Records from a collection
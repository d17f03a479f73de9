//! Maps HTTP requests onto the dispatcher and the fixed admin routes.

use std::fs;
use std::io::Read;
use std::time::Duration;

use camino::{Utf8Path, Utf8PathBuf};
use serde_json::{Map, Value};
use tiny_http::{Method, Request};
use tracing::{debug, info, warn};
use url::Url;

use crate::dispatch::{Dispatcher, Headers, InboundRequest};
use crate::process::{StopReason, StopToken};
use crate::registry::{HandlerKind, RouteTable};

use super::render::{self, BytesResponse, Flavour};
use super::stream;
use super::{LISTENER_TARGET, RequestHandler};

const RESOURCES_PREFIX: &str = "/resources/";
const MAX_BODY_BYTES: u64 = 64 * 1024 * 1024;

/// Why a request body was not forwarded.
#[derive(Debug, Clone, Copy, PartialEq, Eq)]
enum BodyRejection {
    TooLarge,
    Unreadable,
}

impl BodyRejection {
    const fn status(self) -> u16 {
        match self {
            Self::TooLarge => 413,
            Self::Unreadable => 400,
        }
    }
}

enum Answer {
    Respond(BytesResponse),
    Events {
        request: InboundRequest,
        interval: Duration,
    },
}

/// Request handler shared by every connection thread.
pub(crate) struct HttpGateway {
    dispatcher: Dispatcher,
    routes: RouteTable,
    resources: Utf8PathBuf,
    stop: StopToken,
}

impl HttpGateway {
    pub(crate) const fn new(
        dispatcher: Dispatcher,
        routes: RouteTable,
        resources: Utf8PathBuf,
        stop: StopToken,
    ) -> Self {
        Self {
            dispatcher,
            routes,
            resources,
            stop,
        }
    }

    fn answer(&self, request: &mut Request) -> Answer {
        let method = request.method().clone();
        let Ok(url) = Url::parse("http://localhost").and_then(|base| base.join(request.url()))
        else {
            return Answer::Respond(render::text("false", 400));
        };
        let path = url.path();
        debug!(target: LISTENER_TARGET, method = %method, path, "request received");
        match method {
            Method::Options => Answer::Respond(render::preflight()),
            Method::Get if path == "/ping" => Answer::Respond(render::text("pong", 200)),
            Method::Delete if path == "/stop" => {
                info!(target: LISTENER_TARGET, "stop requested over HTTP");
                self.stop.trigger(StopReason::StopRoute);
                Answer::Respond(render::text("stopped", 200))
            }
            Method::Get => match path.strip_prefix(RESOURCES_PREFIX) {
                Some(relative) => Answer::Respond(self.resource(relative)),
                None => {
                    let mut headers = headers_of(request);
                    headers.insert("content-type", "application/json");
                    self.forward(path, headers, query_object(&url), Flavour::Html)
                }
            },
            Method::Post => match read_body(request.as_reader()) {
                Ok(body) => self.forward(path, headers_of(request), body, Flavour::Json),
                Err(rejection) => Answer::Respond(render::text("false", rejection.status())),
            },
            _ => Answer::Respond(render::text("false", 405)),
        }
    }

    fn forward(&self, path: &str, headers: Headers, body: Vec<u8>, flavour: Flavour) -> Answer {
        let request = InboundRequest::new(path)
            .with_headers(headers)
            .with_body(body);
        match self.routes.get(path) {
            Some(route) if route.kind == HandlerKind::Streaming => Answer::Events {
                request,
                interval: route.interval.unwrap_or(Duration::from_secs(1)),
            },
            _ => Answer::Respond(render::reply(self.dispatcher.call(request), flavour)),
        }
    }

    fn resource(&self, relative: &str) -> BytesResponse {
        let Some(path) = confined_join(&self.resources, relative) else {
            warn!(target: LISTENER_TARGET, relative, "resource path rejected");
            return render::text("false", 404);
        };
        match fs::read(&path) {
            Ok(data) => render::resource(data, mime_type(&path)),
            Err(error) => {
                debug!(target: LISTENER_TARGET, file = %path, %error, "resource unavailable");
                render::text("false", 404)
            }
        }
    }
}

impl RequestHandler for HttpGateway {
    fn handle(&self, mut request: Request) {
        match self.answer(&mut request) {
            Answer::Respond(response) => {
                if let Err(error) = request.respond(response) {
                    debug!(target: LISTENER_TARGET, %error, "client went away before the reply");
                }
            }
            Answer::Events { request: inbound, interval } => {
                let mut writer = request.into_writer();
                match stream::stream_events(writer.as_mut(), &self.dispatcher, &inbound, interval) {
                    Ok(events) => debug!(
                        target: LISTENER_TARGET,
                        path = %inbound.path,
                        events,
                        "event stream ended"
                    ),
                    Err(error) => debug!(
                        target: LISTENER_TARGET,
                        path = %inbound.path,
                        %error,
                        "event stream closed by client"
                    ),
                }
            }
        }
    }
}

fn headers_of(request: &Request) -> Headers {
    request
        .headers()
        .iter()
        .map(|header| (header.field.as_str().as_str(), header.value.as_str()))
        .collect()
}

/// GET arguments as a JSON object, keeping the first value of each key.
fn query_object(url: &Url) -> Vec<u8> {
    let mut args = Map::new();
    for (key, value) in url.query_pairs() {
        args.entry(key.into_owned())
            .or_insert_with(|| Value::String(value.into_owned()));
    }
    Value::Object(args).to_string().into_bytes()
}

fn read_body<R: Read>(reader: R) -> Result<Vec<u8>, BodyRejection> {
    let mut body = Vec::new();
    match reader.take(MAX_BODY_BYTES + 1).read_to_end(&mut body) {
        Ok(_) if body.len() as u64 <= MAX_BODY_BYTES => Ok(body),
        Ok(_) => Err(BodyRejection::TooLarge),
        Err(error) => {
            warn!(target: LISTENER_TARGET, %error, "failed to read request body");
            Err(BodyRejection::Unreadable)
        }
    }
}

/// Joins `relative` under `root`, refusing anything that could escape it.
fn confined_join(root: &Utf8Path, relative: &str) -> Option<Utf8PathBuf> {
    let mut path = root.to_owned();
    for segment in relative.split('/') {
        if segment.is_empty() || segment == "." || segment == ".." || segment.contains(['\\', '%'])
        {
            return None;
        }
        path.push(segment);
    }
    Some(path)
}

fn mime_type(path: &Utf8Path) -> &'static str {
    match path.extension().map(str::to_ascii_lowercase).as_deref() {
        Some("html" | "htm") => "text/html; charset=utf-8",
        Some("css") => "text/css",
        Some("js") => "text/javascript",
        Some("json") => "application/json",
        Some("txt") => "text/plain; charset=utf-8",
        Some("svg") => "image/svg+xml",
        Some("png") => "image/png",
        Some("jpg" | "jpeg") => "image/jpeg",
        Some("gif") => "image/gif",
        Some("ico") => "image/x-icon",
        Some("wasm") => "application/wasm",
        _ => "application/octet-stream",
    }
}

◆ What the exercise asks: Your response needs to restate the lines above exactly.

◆ Exercise output:
repository d17f03a479f73de9
//! Maps HTTP requests onto the dispatcher and the fixed admin routes.

use std::fs;
use std::io::Read;
use std::time::Duration;

use camino::{Utf8Path, Utf8PathBuf};
use serde_json::{Map, Value};
use tiny_http::{Method, Request};
use tracing::{debug, info, warn};
use url::Url;

use crate::dispatch::{Dispatcher, Headers, InboundRequest};
use crate::process::{StopReason, StopToken};
use crate::registry::{HandlerKind, RouteTable};

use super::render::{self, BytesResponse, Flavour};
use super::stream;
use super::{LISTENER_TARGET, RequestHandler};

const RESOURCES_PREFIX: &str = "/resources/";
const MAX_BODY_BYTES: u64 = 64 * 1024 * 1024;

/// Why a request body was not forwarded.
#[derive(Debug, Clone, Copy, PartialEq, Eq)]
enum BodyRejection {
    TooLarge,
    Unreadable,
}

impl BodyRejection {
    const fn status(self) -> u16 {
        match self {
            Self::TooLarge => 413,
            Self::Unreadable => 400,
        }
    }
}

enum Answer {
    Respond(BytesResponse),
    Events {
        request: InboundRequest,
        interval: Duration,
    },
}

/// Request handler shared by every connection thread.
pub(crate) struct HttpGateway {
    dispatcher: Dispatcher,
    routes: RouteTable,
    resources: Utf8PathBuf,
    stop: StopToken,
}

impl HttpGateway {
    pub(crate) const fn new(
        dispatcher: Dispatcher,
        routes: RouteTable,
        resources: Utf8PathBuf,
        stop: StopToken,
    ) -> Self {
        Self {
            dispatcher,
            routes,
            resources,
            stop,
        }
    }

    fn answer(&self, request: &mut Request) -> Answer {
        let method = request.method().clone();
        let Ok(url) = Url::parse("http://localhost").and_then(|base| base.join(request.url()))
        else {
            return Answer::Respond(render::text("false", 400));
        };
        let path = url.path();
        debug!(target: LISTENER_TARGET, method = %method, path, "request received");
        match method {
            Method::Options => Answer::Respond(render::preflight()),
            Method::Get if path == "/ping" => Answer::Respond(render::text("pong", 200)),
            Method::Delete if path == "/stop" => {
                info!(target: LISTENER_TARGET, "stop requested over HTTP");
                self.stop.trigger(StopReason::StopRoute);
                Answer::Respond(render::text("stopped", 200))
            }
            Method::Get => match path.strip_prefix(RESOURCES_PREFIX) {
                Some(relative) => Answer::Respond(self.resource(relative)),
                None => {
                    let mut headers = headers_of(request);
                    headers.insert("content-type", "application/json");
                    self.forward(path, headers, query_object(&url), Flavour::Html)
                }
            },
            Method::Post => match read_body(request.as_reader()) {
                Ok(body) => self.forward(path, headers_of(request), body, Flavour::Json),
                Err(rejection) => Answer::Respond(render::text("false", rejection.status())),
            },
            _ => Answer::Respond(render::text("false", 405)),
        }
    }

    fn forward(&self, path: &str, headers: Headers, body: Vec<u8>, flavour: Flavour) -> Answer {
        let request = InboundRequest::new(path)
            .with_headers(headers)
            .with_body(body);
        match self.routes.get(path) {
            Some(route) if route.kind == HandlerKind::Streaming => Answer::Events {
                request,
                interval: route.interval.unwrap_or(Duration::from_secs(1)),
            },
            _ => Answer::Respond(render::reply(self.dispatcher.call(request), flavour)),
        }
    }

    fn resource(&self, relative: &str) -> BytesResponse {
        let Some(path) = confined_join(&self.resources, relative) else {
            warn!(target: LISTENER_TARGET, relative, "resource path rejected");
            return render::text("false", 404);
        };
        match fs::read(&path) {
            Ok(data) => render::resource(data, mime_type(&path)),
            Err(error) => {
                debug!(target: LISTENER_TARGET, file = %path, %error, "resource unavailable");
                render::text("false", 404)
            }
        }
    }
}

impl RequestHandler for HttpGateway {
    fn handle(&self, mut request: Request) {
        match self.answer(&mut request) {
            Answer::Respond(response) => {
                if let Err(error) = request.respond(response) {
                    debug!(target: LISTENER_TARGET, %error, "client went away before the reply");
                }
            }
            Answer::Events { request: inbound, interval } => {
                let mut writer = request.into_writer();
                match stream::stream_events(writer.as_mut(), &self.dispatcher, &inbound, interval) {
                    Ok(events) => debug!(
                        target: LISTENER_TARGET,
                        path = %inbound.path,
                        events,
                        "event stream ended"
                    ),
                    Err(error) => debug!(
                        target: LISTENER_TARGET,
                        path = %inbound.path,
                        %error,
                        "event stream closed by client"
                    ),
                }
            }
        }
    }
}

fn headers_of(request: &Request) -> Headers {
    request
        .headers()
        .iter()
        .map(|header| (header.field.as_str().as_str(), header.value.as_str()))
        .collect()
}

/// GET arguments as a JSON object, keeping the first value of each key.
fn query_object(url: &Url) -> Vec<u8> {
    let mut args = Map::new();
    for (key, value) in url.query_pairs() {
        args.entry(key.into_owned())
            .or_insert_with(|| Value::String(value.into_owned()));
    }
    Value::Object(args).to_string().into_bytes()
}

fn read_body<R: Read>(reader: R) -> Result<Vec<u8>, BodyRejection> {
    let mut body = Vec::new();
    match reader.take(MAX_BODY_BYTES + 1).read_to_end(&mut body) {
        Ok(_) if body.len() as u64 <= MAX_BODY_BYTES => Ok(body),
        Ok(_) => Err(BodyRejection::TooLarge),
        Err(error) => {
            warn!(target: LISTENER_TARGET, %error, "failed to read request body");
            Err(BodyRejection::Unreadable)
        }
    }
}

/// Joins `relative` under `root`, refusing anything that could escape it.
fn confined_join(root: &Utf8Path, relative: &str) -> Option<Utf8PathBuf> {
    let mut path = root.to_owned();
    for segment in relative.split('/') {
        if segment.is_empty() || segment == "." || segment == ".." || segment.contains(['\\', '%'])
        {
            return None;
        }
        path.push(segment);
    }
    Some(path)
}

fn mime_type(path: &Utf8Path) -> &'static str {
    match path.extension().map(str::to_ascii_lowercase).as_deref() {
        Some("html" | "htm") => "text/html; charset=utf-8",
        Some("css") => "text/css",
        Some("js") => "text/javascript",
        Some("json") => "application/json",
        Some("txt") => "text/plain; charset=utf-8",
        Some("svg") => "image/svg+xml",
        Some("png") => "image/png",
        Some("jpg" | "jpeg") => "image/jpeg",
        Some("gif") => "image/gif",
        Some("ico") => "image/x-icon",
        Some("wasm") => "application/wasm",
        _ => "application/octet-stream",
    }
}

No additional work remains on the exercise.